- _What the task requires_: Extract, without alteration, each line from the start of the listing to the line bearing "pub async fn".
*** Opening Supplied material ***
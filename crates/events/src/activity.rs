//! Structured-log subscriber for trip events.

use tokio::sync::broadcast;

use crate::bus::TripEvent;

/// Background task writing every [`TripEvent`] to the tracing log.
pub struct ActivityLog;

impl ActivityLog {
    /// Consume events until the bus is dropped. Returns how many were logged.
    pub async fn run(mut receiver: broadcast::Receiver<TripEvent>) -> u64 {
        let mut logged = 0;
        loop {
            match receiver.recv().await {
                Ok(event) => {
                    tracing::info!(
                        event_type = %event.event_type,
                        trip_id = ?event.trip_id,
                        payload = %event.payload,
                        "Trip activity"
                    );
                    logged += 1;
                }
                Err(broadcast::error::RecvError::Lagged(n)) => {
                    tracing::warn!(skipped = n, "Activity log lagged, some events were not logged");
                }
                Err(broadcast::error::RecvError::Closed) => {
                    tracing::info!(logged, "Event bus closed, activity log shutting down");
                    break;
                }
            }
        }
        logged
    }
}
//! Domain core for TravelHunt trip planning.
//!
//! - [`draft`] accumulates the place, traveler and date selections of one
//!   trip-creation flow and finalizes them into a [`trip::TripRecord`].
//! - [`collection`] keeps finalized trips in creation order.
//! - [`catalog`] holds the places and traveler options the flow offers.

pub mod catalog;
pub mod collection;
pub mod draft;
pub mod error;
pub mod id;
pub mod trip;
pub mod types;
//! Trip data model: the three step selections and the finalized record.
//!
//! A [`TripRecord`] can only be built by
//! [`TripDraftStore::finalize`](crate::draft::TripDraftStore::finalize), so
//! every record that reaches a collection carries a place, a traveler and a
//! validated date range.

use chrono::NaiveDate;
use serde::{Deserialize, Serialize};
use validator::Validate;

use crate::error::CoreError;
use crate::id::FIRST_TRIP_ID;
use crate::types::{Timestamp, TripId};

/// Maximum length of a place name.
pub const MAX_PLACE_NAME_LEN: u64 = 120;

/// Date format used by the trip listing (`Sun Jun 01 2025`).
pub const SUMMARY_DATE_FORMAT: &str = "%a %b %d %Y";

// ---------------------------------------------------------------------------
// Place
// ---------------------------------------------------------------------------

/// The chosen destination.
#[derive(Debug, Clone, PartialEq, Eq, Serialize, Deserialize, Validate)]
pub struct PlaceSelection {
    #[validate(length(min = 1, max = MAX_PLACE_NAME_LEN))]
    pub name: String,
}

impl PlaceSelection {
    /// Build a place selection from free text, trimming surrounding whitespace.
    pub fn new(name: impl Into<String>) -> Result<Self, CoreError> {
        Self {
            name: name.into(),
        }
        .normalized()
    }

    /// Trim the name and check it is non-empty and within bounds.
    pub fn normalized(self) -> Result<Self, CoreError> {
        let place = Self {
            name: self.name.trim().to_string(),
        };
        if place.name.is_empty() {
            return Err(CoreError::Validation(
                "Place name must not be empty".to_string(),
            ));
        }
        place.validate()?;
        Ok(place)
    }
}

// ---------------------------------------------------------------------------
// Traveler
// ---------------------------------------------------------------------------

/// Party composition for a trip.
#[derive(Debug, Clone, Copy, PartialEq, Eq, Hash, Serialize, Deserialize)]
#[serde(rename_all = "snake_case")]
pub enum TravelerType {
    Solo,
    Couple,
    Family,
    Friends,
}

impl TravelerType {
    pub const ALL: [TravelerType; 4] = [Self::Solo, Self::Couple, Self::Family, Self::Friends];

    /// Parse a traveler type from its serialized name.
    pub fn from_str_db(s: &str) -> Result<Self, CoreError> {
        match s {
            "solo" => Ok(Self::Solo),
            "couple" => Ok(Self::Couple),
            "family" => Ok(Self::Family),
            "friends" => Ok(Self::Friends),
            _ => Err(CoreError::Validation(format!(
                "Invalid traveler type '{s}'. Must be one of: solo, couple, family, friends"
            ))),
        }
    }

    pub fn as_str(self) -> &'static str {
        match self {
            Self::Solo => "solo",
            Self::Couple => "couple",
            Self::Family => "family",
            Self::Friends => "friends",
        }
    }

    /// Title shown on the traveler option card.
    pub fn label(self) -> &'static str {
        match self {
            Self::Solo => "Just Me",
            Self::Couple => "A Couple",
            Self::Family => "Family",
            Self::Friends => "Friends",
        }
    }

    pub fn description(self) -> &'static str {
        match self {
            Self::Solo => "A sole traveler in exploration",
            Self::Couple => "Two travelers in tandem",
            Self::Family => "A group of fun-loving adventurers",
            Self::Friends => "A bunch of thrill-seekers",
        }
    }

    /// Default party size text for this traveler type.
    pub fn default_people_range(self) -> &'static str {
        match self {
            Self::Solo => "1 person",
            Self::Couple => "2 people",
            Self::Family => "3 to 5 people",
            Self::Friends => "4 to 10 people",
        }
    }
}

/// Who is travelling, and how many of them.
#[derive(Debug, Clone, PartialEq, Eq, Serialize, Deserialize, Validate)]
pub struct TravelerSelection {
    pub traveler_type: TravelerType,
    #[validate(length(min = 1, max = 60))]
    pub people_count_range: String,
}

impl TravelerSelection {
    pub fn new(traveler_type: TravelerType, people_count_range: impl Into<String>) -> Self {
        Self {
            traveler_type,
            people_count_range: people_count_range.into(),
        }
    }

    /// Selection using the catalog's default party size for `traveler_type`.
    pub fn for_type(traveler_type: TravelerType) -> Self {
        Self::new(traveler_type, traveler_type.default_people_range())
    }

    pub fn check(&self) -> Result<(), CoreError> {
        if self.people_count_range.trim().is_empty() {
            return Err(CoreError::Validation(
                "People count range must not be empty".to_string(),
            ));
        }
        self.validate()?;
        Ok(())
    }
}

// ---------------------------------------------------------------------------
// Dates
// ---------------------------------------------------------------------------

/// Inclusive travel window.
#[derive(Debug, Clone, Copy, PartialEq, Eq, Serialize, Deserialize)]
pub struct DateRange {
    pub start: NaiveDate,
    pub end: NaiveDate,
}

impl DateRange {
    /// Build a date range, rejecting `start > end`.
    pub fn new(start: NaiveDate, end: NaiveDate) -> Result<Self, CoreError> {
        let range = Self { start, end };
        range.check()?;
        Ok(range)
    }

    pub fn check(&self) -> Result<(), CoreError> {
        if self.start > self.end {
            return Err(CoreError::Validation(format!(
                "Trip start date {} is after end date {}",
                self.start, self.end
            )));
        }
        Ok(())
    }
}

// ---------------------------------------------------------------------------
// Finalized record
// ---------------------------------------------------------------------------

/// A fully specified trip. Immutable once built.
#[derive(Debug, Clone, PartialEq, Eq, Serialize, Deserialize)]
pub struct TripRecord {
    id: TripId,
    place: PlaceSelection,
    traveler: TravelerSelection,
    dates: DateRange,
    created_at: Timestamp,
}

impl TripRecord {
    pub(crate) fn new(
        id: TripId,
        place: PlaceSelection,
        traveler: TravelerSelection,
        dates: DateRange,
    ) -> Self {
        Self {
            id,
            place,
            traveler,
            dates,
            created_at: chrono::Utc::now(),
        }
    }

    pub fn id(&self) -> TripId {
        self.id
    }

    pub fn place(&self) -> &PlaceSelection {
        &self.place
    }

    pub fn traveler(&self) -> &TravelerSelection {
        &self.traveler
    }

    pub fn dates(&self) -> &DateRange {
        &self.dates
    }

    pub fn created_at(&self) -> Timestamp {
        self.created_at
    }

    /// Re-check a record that was read back from storage.
    ///
    /// Stored records bypass [`TripDraftStore::finalize`](crate::draft::TripDraftStore::finalize),
    /// so the id, place, traveler and dates are validated again here.
    pub fn check(&self) -> Result<(), CoreError> {
        if self.id < FIRST_TRIP_ID {
            return Err(CoreError::Validation(format!(
                "Trip id {} is out of range",
                self.id
            )));
        }
        let place = self.place.clone().normalized()?;
        if place != self.place {
            return Err(CoreError::Validation(format!(
                "Trip {} has an unnormalized place name",
                self.id
            )));
        }
        self.traveler.check()?;
        self.dates.check()
    }

    /// Projection used by the trip listing card.
    pub fn summary(&self) -> TripSummary {
        TripSummary {
            id: self.id,
            title: self.place.name.clone(),
            traveler: format!(
                "{} - {}",
                self.traveler.traveler_type.label(),
                self.traveler.people_count_range
            ),
            dates: format!(
                "{} to {}",
                self.dates.start.format(SUMMARY_DATE_FORMAT),
                self.dates.end.format(SUMMARY_DATE_FORMAT)
            ),
        }
    }
}

/// Display-ready text for one trip card.
#[derive(Debug, Clone, PartialEq, Eq, Serialize)]
pub struct TripSummary {
    pub id: TripId,
    pub title: String,
    pub traveler: String,
    pub dates: String,
}

// ---------------------------------------------------------------------------
// Tests
// ---------------------------------------------------------------------------
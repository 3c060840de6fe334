//! Router for the trip planner service.
//!
//! `GET /health` sits at the root. The place search, traveler options,
//! draft steps and trip listing live under `/api/v1` (see
//! [`routes::api_routes`]). The binary and the integration tests both build
//! the app through [`build_app_router`].

use std::time::Duration;

use axum::http::header::CONTENT_TYPE;
use axum::http::{HeaderName, Method, StatusCode};
use axum::Router;
use tower_http::catch_panic::CatchPanicLayer;
use tower_http::cors::CorsLayer;
use tower_http::request_id::{MakeRequestUuid, PropagateRequestIdLayer, SetRequestIdLayer};
use tower_http::timeout::TimeoutLayer;
use tower_http::trace::{DefaultMakeSpan, DefaultOnResponse, TraceLayer};
use tracing::Level;

use crate::config::ServerConfig;
use crate::routes;
use crate::state::AppState;

/// Header carrying the per-request id, generated when the client sends none.
pub const REQUEST_ID_HEADER: &str = "x-request-id";

/// Build the trip planner [`Router`].
///
/// Every request gets a request id that shows up in its trace span and is
/// echoed back to the client. A request that runs past
/// `request_timeout_secs` (a trip write that keeps retrying, say) is
/// answered with 408.
pub fn build_app_router(state: AppState, config: &ServerConfig) -> Router {
    let request_id = HeaderName::from_static(REQUEST_ID_HEADER);

    Router::new()
        .merge(routes::health::router())
        .nest("/api/v1", routes::api_routes())
        .layer(CatchPanicLayer::new())
        .layer(TimeoutLayer::with_status_code(
            StatusCode::REQUEST_TIMEOUT,
            Duration::from_secs(config.request_timeout_secs),
        ))
        .layer(PropagateRequestIdLayer::new(request_id.clone()))
        .layer(
            TraceLayer::new_for_http()
                .make_span_with(DefaultMakeSpan::new().level(Level::INFO))
                .on_response(DefaultOnResponse::new().level(Level::INFO)),
        )
        .layer(SetRequestIdLayer::new(request_id, MakeRequestUuid))
        .layer(build_cors_layer(config))
        .with_state(state)
}

/// CORS for the mobile and web clients listed in `CORS_ORIGINS`.
///
/// The service has no sessions or credentials, so only JSON bodies and the
/// request id header cross origins. Panics on an origin that is not a valid
/// header value, so a bad deployment fails at startup.
pub fn build_cors_layer(config: &ServerConfig) -> CorsLayer {
    let origins: Vec<_> = config
        .cors_origins
        .iter()
        .map(|o| {
            o.parse()
                .unwrap_or_else(|e| panic!("Invalid CORS origin '{o}': {e}"))
        })
        .collect();

    CorsLayer::new()
        .allow_origin(origins)
        .allow_methods([Method::GET, Method::POST, Method::PUT, Method::DELETE])
        .allow_headers([CONTENT_TYPE])
        .expose_headers([HeaderName::from_static(REQUEST_ID_HEADER)])
        .max_age(Duration::from_secs(3600))
}
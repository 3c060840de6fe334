use axum::extract::rejection::{JsonRejection, PathRejection};
use axum::http::StatusCode;
use axum::response::{IntoResponse, Response};
use serde_json::json;
use travelhunt_core::error::CoreError;
use travelhunt_db::StoreError;
use travelhunt_pipeline::PlannerError;

/// Application-level error type for HTTP handlers.
///
/// Implements [`IntoResponse`] to produce `{ "error", "code" }` JSON bodies.
#[derive(Debug, thiserror::Error)]
pub enum AppError {
    /// A domain-level error from `travelhunt_core`.
    #[error(transparent)]
    Core(#[from] CoreError),

    /// The trip could not be stored; nothing was changed.
    #[error("Failed to store trip: {0}")]
    AppendFailure(#[source] StoreError),

    /// The request body or path could not be parsed.
    #[error("Bad request: {0}")]
    BadRequest(String),

    #[error("Internal error: {0}")]
    InternalError(String),
}

/// Convenience type alias for handler return values.
pub type AppResult<T> = Result<T, AppError>;

impl From<PlannerError> for AppError {
    fn from(err: PlannerError) -> Self {
        match err {
            PlannerError::Core(core) => AppError::Core(core),
            PlannerError::AppendFailure(store) => AppError::AppendFailure(store),
            PlannerError::Restore(store) => AppError::InternalError(store.to_string()),
        }
    }
}

impl From<JsonRejection> for AppError {
    fn from(rejection: JsonRejection) -> Self {
        AppError::BadRequest(rejection.body_text())
    }
}

impl From<PathRejection> for AppError {
    fn from(rejection: PathRejection) -> Self {
        AppError::BadRequest(rejection.body_text())
    }
}

impl From<validator::ValidationErrors> for AppError {
    fn from(errors: validator::ValidationErrors) -> Self {
        AppError::Core(CoreError::from(errors))
    }
}

impl IntoResponse for AppError {
    fn into_response(self) -> Response {
        let (status, code, message) = match &self {
            AppError::Core(core) => match core {
                CoreError::IncompleteDraft { .. } => (
                    StatusCode::UNPROCESSABLE_ENTITY,
                    "INCOMPLETE_DRAFT",
                    core.to_string(),
                ),
                CoreError::InvalidSequence { .. } => {
                    (StatusCode::CONFLICT, "INVALID_SEQUENCE", core.to_string())
                }
                CoreError::NotFound { entity, id } => (
                    StatusCode::NOT_FOUND,
                    "NOT_FOUND",
                    format!("{entity} with id {id} not found"),
                ),
                CoreError::Validation(msg) => {
                    (StatusCode::BAD_REQUEST, "VALIDATION_ERROR", msg.clone())
                }
                CoreError::Internal(msg) => {
                    tracing::error!(error = %msg, "Internal core error");
                    (
                        StatusCode::INTERNAL_SERVER_ERROR,
                        "INTERNAL_ERROR",
                        "An internal error occurred".to_string(),
                    )
                }
            },

            AppError::AppendFailure(err) => {
                tracing::error!(error = %err, "Trip store write failed");
                (
                    StatusCode::SERVICE_UNAVAILABLE,
                    "APPEND_FAILURE",
                    "The trip could not be saved. Please try again.".to_string(),
                )
            }

            AppError::BadRequest(msg) => (StatusCode::BAD_REQUEST, "BAD_REQUEST", msg.clone()),
            AppError::InternalError(msg) => {
                tracing::error!(error = %msg, "Internal error");
                (
                    StatusCode::INTERNAL_SERVER_ERROR,
                    "INTERNAL_ERROR",
                    "An internal error occurred".to_string(),
                )
            }
        };

        let body = json!({
            "error": message,
            "code": code,
        });

        (status, axum::Json(body)).into_response()
    }
}
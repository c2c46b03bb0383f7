//! Home page, the authenticated landing route.
//!
//! SYSTEM CONTEXT
//! ==============
//! Mounted behind `RequireAuth`. A session restored with a token but no
//! user (the user entry can be cleared on its own) refetches the profile.

#[cfg(test)]
#[path = "home_test.rs"]
mod home_test;

use leptos::prelude::*;
use leptos_router::NavigateOptions;
use leptos_router::hooks::use_navigate;

use crate::app::use_auth;
use crate::net::types::User;
use crate::routes::LOGIN_PATH;
use crate::state::auth::AuthState;

fn greeting(user: Option<&User>) -> String {
    match user {
        Some(user) if !user.name.trim().is_empty() => format!("Welcome, {}", user.name),
        Some(user) => format!("Welcome, {}", user.email),
        None => "Welcome".to_owned(),
    }
}

#[component]
pub fn HomePage() -> impl IntoView {
    let auth_state = expect_context::<RwSignal<AuthState>>();
    let auth = use_auth();
    let navigate = use_navigate();

    if auth.is_authenticated() && auth.current_user().is_none() {
        let auth = auth.clone();
        leptos::task::spawn_local(async move { auth.refresh_user().await });
    }

    let on_logout = move |_| {
        auth.logout();
        let auth = auth.clone();
        leptos::task::spawn_local(async move { auth.notify_server_logout().await });
        navigate(LOGIN_PATH, NavigateOptions { replace: true, ..NavigateOptions::default() });
    };

    view! {
        <div class="home-page">
            <header class="home-header">
                <h1>{move || auth_state.with(|s| greeting(s.user.as_ref()))}</h1>
                <button class="home-logout" type="button" on:click=on_logout>
                    "Log out"
                </button>
            </header>
            <Show when=move || auth_state.with(|s| s.user.is_some())>
                <dl class="home-profile">
                    <dt>"Email"</dt>
                    <dd>{move || auth_state.with(|s| s.user.as_ref().map(|u| u.email.clone()).unwrap_or_default())}</dd>
                    <dt>"User ID"</dt>
                    <dd>{move || auth_state.with(|s| s.user.as_ref().map(|u| u.id.clone()).unwrap_or_default())}</dd>
                </dl>
            </Show>
        </div>
    }
}
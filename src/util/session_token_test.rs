use super::*;
use crate::util::storage::MemoryStore;

fn alice() -> User {
    User {
        id: "1".to_owned(),
        email: "alice@example.com".to_owned(),
        name: "Alice".to_owned(),
        avatar: Some("https://img/alice.png".to_owned()),
    }
}

#[test]
fn token_round_trips_through_json_encoding() {
    let store = MemoryStore::new();
    set_access_token(&store, "fake-jwt-token-123");
    assert_eq!(store.get_raw(ACCESS_TOKEN_KEY).as_deref(), Some("\"fake-jwt-token-123\""));
    assert_eq!(get_access_token(&store).as_deref(), Some("fake-jwt-token-123"));
}

#[test]
fn raw_unencoded_token_is_used_as_is() {
    let store = MemoryStore::new();
    store.set_raw(ACCESS_TOKEN_KEY, "eyJhbGciOi.payload.sig");
    assert_eq!(get_access_token(&store).as_deref(), Some("eyJhbGciOi.payload.sig"));
}

#[test]
fn non_string_token_counts_as_absent() {
    let store = MemoryStore::new();
    store.set_raw(ACCESS_TOKEN_KEY, "null");
    assert_eq!(get_access_token(&store), None);
    store.set_raw(ACCESS_TOKEN_KEY, "123");
    assert_eq!(get_access_token(&store), None);
}

#[test]
fn remove_token_leaves_user_entry() {
    let store = MemoryStore::new();
    set_access_token(&store, "t");
    set_persisted_user(&store, &alice());
    remove_access_token(&store);
    assert_eq!(get_access_token(&store), None);
    assert_eq!(get_persisted_user(&store), Some(alice()));
}

#[test]
fn persisted_user_round_trips_field_for_field() {
    let store = MemoryStore::new();
    set_persisted_user(&store, &alice());
    assert_eq!(get_persisted_user(&store), Some(alice()));
}

#[test]
fn double_encoded_user_is_accepted() {
    let store = MemoryStore::new();
    let inner = serde_json::to_string(&alice()).unwrap();
    storage::set(&store, USER_KEY, &inner);
    assert_eq!(get_persisted_user(&store), Some(alice()));
}

#[test]
fn malformed_user_reads_as_none() {
    let store = MemoryStore::new();
    store.set_raw(USER_KEY, r#"{"id":"1"}"#);
    assert_eq!(get_persisted_user(&store), None);
    store.set_raw(USER_KEY, "garbage");
    assert_eq!(get_persisted_user(&store), None);
}

#[test]
fn remove_user_leaves_token_entry() {
    let store = MemoryStore::new();
    set_access_token(&store, "t");
    set_persisted_user(&store, &alice());
    remove_persisted_user(&store);
    assert_eq!(get_persisted_user(&store), None);
    assert_eq!(get_access_token(&store).as_deref(), Some("t"));
}
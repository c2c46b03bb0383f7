//! Root application component with routing and context providers.

use std::rc::Rc;

use leptos::prelude::*;
use leptos::reactive::owner::LocalStorage;
use leptos_meta::{Title, provide_meta_context};
use leptos_router::{
    StaticSegment, WildcardSegment,
    components::{Route, Router, Routes},
    hooks::use_location,
};

use crate::components::require_auth::RequireAuth;
use crate::config::AppConfig;
use crate::net::api::{AuthApi, HttpAuthApi, MockAuthApi};
use crate::net::http::HttpClient;
use crate::pages::{home::HomePage, login::LoginPage, not_found::NotFoundPage};
use crate::routes::{self, Access, Page};
use crate::state::auth::AuthState;
use crate::state::session::AuthController;
use crate::util::navigation::BrowserNavigator;
use crate::util::storage::{BrowserStorage, KeyValueStore};

/// The controller as wired into the app: state lives in a signal.
pub type AppAuth = AuthController<RwSignal<AuthState>>;

/// Fetch the shared auth controller from context.
pub fn use_auth() -> AppAuth {
    expect_context::<StoredValue<AppAuth, LocalStorage>>().get_value()
}

fn build_auth_api(config: &AppConfig, store: Rc<dyn KeyValueStore>) -> Rc<dyn AuthApi> {
    if config.mock_auth {
        log::info!("auth: using local mock auth boundary");
        Rc::new(MockAuthApi::new(config.mock_latency_ms))
    } else {
        let http = HttpClient::new(config, store, Rc::new(BrowserNavigator));
        log::info!("auth: using API at {}", http.base_url());
        Rc::new(HttpAuthApi::new(http))
    }
}

fn page_view(page: Page) -> AnyView {
    match page {
        Page::Home => view! { <HomePage/> }.into_any(),
        Page::Login => view! { <LoginPage/> }.into_any(),
        Page::NotFound => view! { <NotFoundPage/> }.into_any(),
    }
}

/// Renders whatever `routes::resolve` maps the current path to, behind
/// `RequireAuth` when the entry is protected.
#[component]
fn RoutedPage() -> impl IntoView {
    let location = use_location();
    move || {
        let route = routes::resolve(&location.pathname.get());
        match route.access {
            Access::Protected => view! { <RequireAuth>{move || page_view(route.page)}</RequireAuth> }.into_any(),
            Access::Public => page_view(route.page),
        }
    }
}

/// Root application component.
///
/// Hydrates auth state from storage once, then provides it to every route.
#[component]
pub fn App(config: AppConfig) -> impl IntoView {
    provide_meta_context();

    let store: Rc<dyn KeyValueStore> = Rc::new(BrowserStorage);
    let auth = RwSignal::new(AuthState::hydrate(store.as_ref()));
    let api = build_auth_api(&config, Rc::clone(&store));
    let controller = AuthController::new(auth, store, api);

    provide_context(auth);
    provide_context(StoredValue::new_local(controller));

    view! {
        <Title text="Portal"/>

        <Router>
            <Routes fallback=|| view! { <NotFoundPage/> }>
                <Route path=StaticSegment("") view=RoutedPage/>
                <Route path=WildcardSegment("path") view=RoutedPage/>
            </Routes>
        </Router>
    }
}
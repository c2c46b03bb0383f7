//! Networking modules for the REST API.
//!
//! SYSTEM CONTEXT
//! ==============
//! `http` is the shared client with token interception, `api` the auth
//! endpoints (real and mocked), `types` the wire schema and `error` the
//! failure taxonomy.

pub mod api;
pub mod error;
pub mod http;
pub mod types;
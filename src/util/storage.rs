//! Key-value persistence over browser `localStorage`.
//!
//! SYSTEM CONTEXT
//! ==============
//! The session token and the signed-in user survive reloads through this
//! adapter. Reads attempt a JSON decode and fall back to the raw stored text;
//! writes always JSON-encode. Nothing here ever returns an error: backend
//! failures degrade to "absent" or to a skipped write.
//!
//! DESIGN
//! ======
//! `KeyValueStore` is the raw string seam. `BrowserStorage` talks to the
//! window's storage in the `csr` build; `MemoryStore` backs tests and
//! non-browser builds.

#[cfg(test)]
#[path = "storage_test.rs"]
mod storage_test;

use std::cell::RefCell;
use std::collections::HashMap;

use serde::Serialize;
use serde_json::Value;

/// Raw string storage backend.
pub trait KeyValueStore {
    /// Read the stored text for `key`, or `None` when absent or unreadable.
    fn get_raw(&self, key: &str) -> Option<String>;
    /// Write `value` for `key`. Failures are swallowed by the backend.
    fn set_raw(&self, key: &str, value: &str);
    /// Delete the entry for `key`.
    fn remove(&self, key: &str);
}

/// Result of reading a key, keeping "absent" distinct from "explicit null".
#[derive(Clone, Debug, PartialEq)]
pub enum Stored {
    /// No entry exists for the key.
    Absent,
    /// An entry exists but is not valid JSON.
    Raw(String),
    /// An entry exists and decoded as JSON (possibly `null`).
    Json(Value),
}

impl Stored {
    /// Collapse to the lossy single-level view: absent and JSON `null` both
    /// become `None`, unparseable text becomes a JSON string.
    #[must_use]
    pub fn into_value(self) -> Option<Value> {
        match self {
            Self::Absent | Self::Json(Value::Null) => None,
            Self::Raw(raw) => Some(Value::String(raw)),
            Self::Json(value) => Some(value),
        }
    }
}

/// Read `key` and classify the entry.
pub fn lookup(store: &dyn KeyValueStore, key: &str) -> Stored {
    match store.get_raw(key) {
        None => Stored::Absent,
        Some(raw) => match serde_json::from_str::<Value>(&raw) {
            Ok(value) => Stored::Json(value),
            Err(_) => Stored::Raw(raw),
        },
    }
}

/// Read `key`, decoding JSON and falling back to the raw string.
pub fn get(store: &dyn KeyValueStore, key: &str) -> Option<Value> {
    lookup(store, key).into_value()
}

/// JSON-encode `value` and write it under `key`.
pub fn set<T: Serialize + ?Sized>(store: &dyn KeyValueStore, key: &str, value: &T) {
    match serde_json::to_string(value) {
        Ok(raw) => store.set_raw(key, &raw),
        Err(e) => log::warn!("storage: failed to encode entry {key:?}: {e}"),
    }
}

/// Delete the entry for `key`.
pub fn remove(store: &dyn KeyValueStore, key: &str) {
    store.remove(key);
}

/// In-process map backend.
#[derive(Debug, Default)]
pub struct MemoryStore {
    entries: RefCell<HashMap<String, String>>,
}

impl MemoryStore {
    #[must_use]
    pub fn new() -> Self {
        Self::default()
    }

    /// Number of stored entries.
    #[must_use]
    pub fn len(&self) -> usize {
        self.entries.borrow().len()
    }

    #[must_use]
    pub fn is_empty(&self) -> bool {
        self.entries.borrow().is_empty()
    }
}

impl KeyValueStore for MemoryStore {
    fn get_raw(&self, key: &str) -> Option<String> {
        self.entries.borrow().get(key).cloned()
    }

    fn set_raw(&self, key: &str, value: &str) {
        self.entries.borrow_mut().insert(key.to_owned(), value.to_owned());
    }

    fn remove(&self, key: &str) {
        self.entries.borrow_mut().remove(key);
    }
}

/// Window `localStorage` backend. Without the `csr` feature every read is
/// absent and every write is a no-op.
#[derive(Clone, Copy, Debug, Default)]
pub struct BrowserStorage;

#[cfg(feature = "csr")]
fn local_storage() -> Option<web_sys::Storage> {
    web_sys::window().and_then(|w| w.local_storage().ok().flatten())
}

impl KeyValueStore for BrowserStorage {
    fn get_raw(&self, key: &str) -> Option<String> {
        #[cfg(feature = "csr")]
        {
            local_storage()?.get_item(key).ok().flatten()
        }
        #[cfg(not(feature = "csr"))]
        {
            let _ = key;
            None
        }
    }

    fn set_raw(&self, key: &str, value: &str) {
        #[cfg(feature = "csr")]
        {
            let Some(storage) = local_storage() else {
                log::warn!("storage: localStorage unavailable, dropping write for {key:?}");
                return;
            };
            if storage.set_item(key, value).is_err() {
                log::warn!("storage: write rejected for {key:?}");
            }
        }
        #[cfg(not(feature = "csr"))]
        {
            let _ = (key, value);
        }
    }

    fn remove(&self, key: &str) {
        #[cfg(feature = "csr")]
        {
            if let Some(storage) = local_storage() {
                let _ = storage.remove_item(key);
            }
        }
        #[cfg(not(feature = "csr"))]
        {
            let _ = key;
        }
    }
}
*** Closing Supplied material ***
- _Task answer_:
filename crates/events/src/activity.rs
//! Structured-log subscriber for trip events.

use tokio::sync::broadcast;

use crate::bus::TripEvent;

/// Background task writing every [`TripEvent`] to the tracing log.
pub struct ActivityLog;

impl ActivityLog {
    /// Consume events until the bus is dropped. Returns how many were logged.
    pub async fn run(mut receiver: broadcast::Receiver<TripEvent>) -> u64 {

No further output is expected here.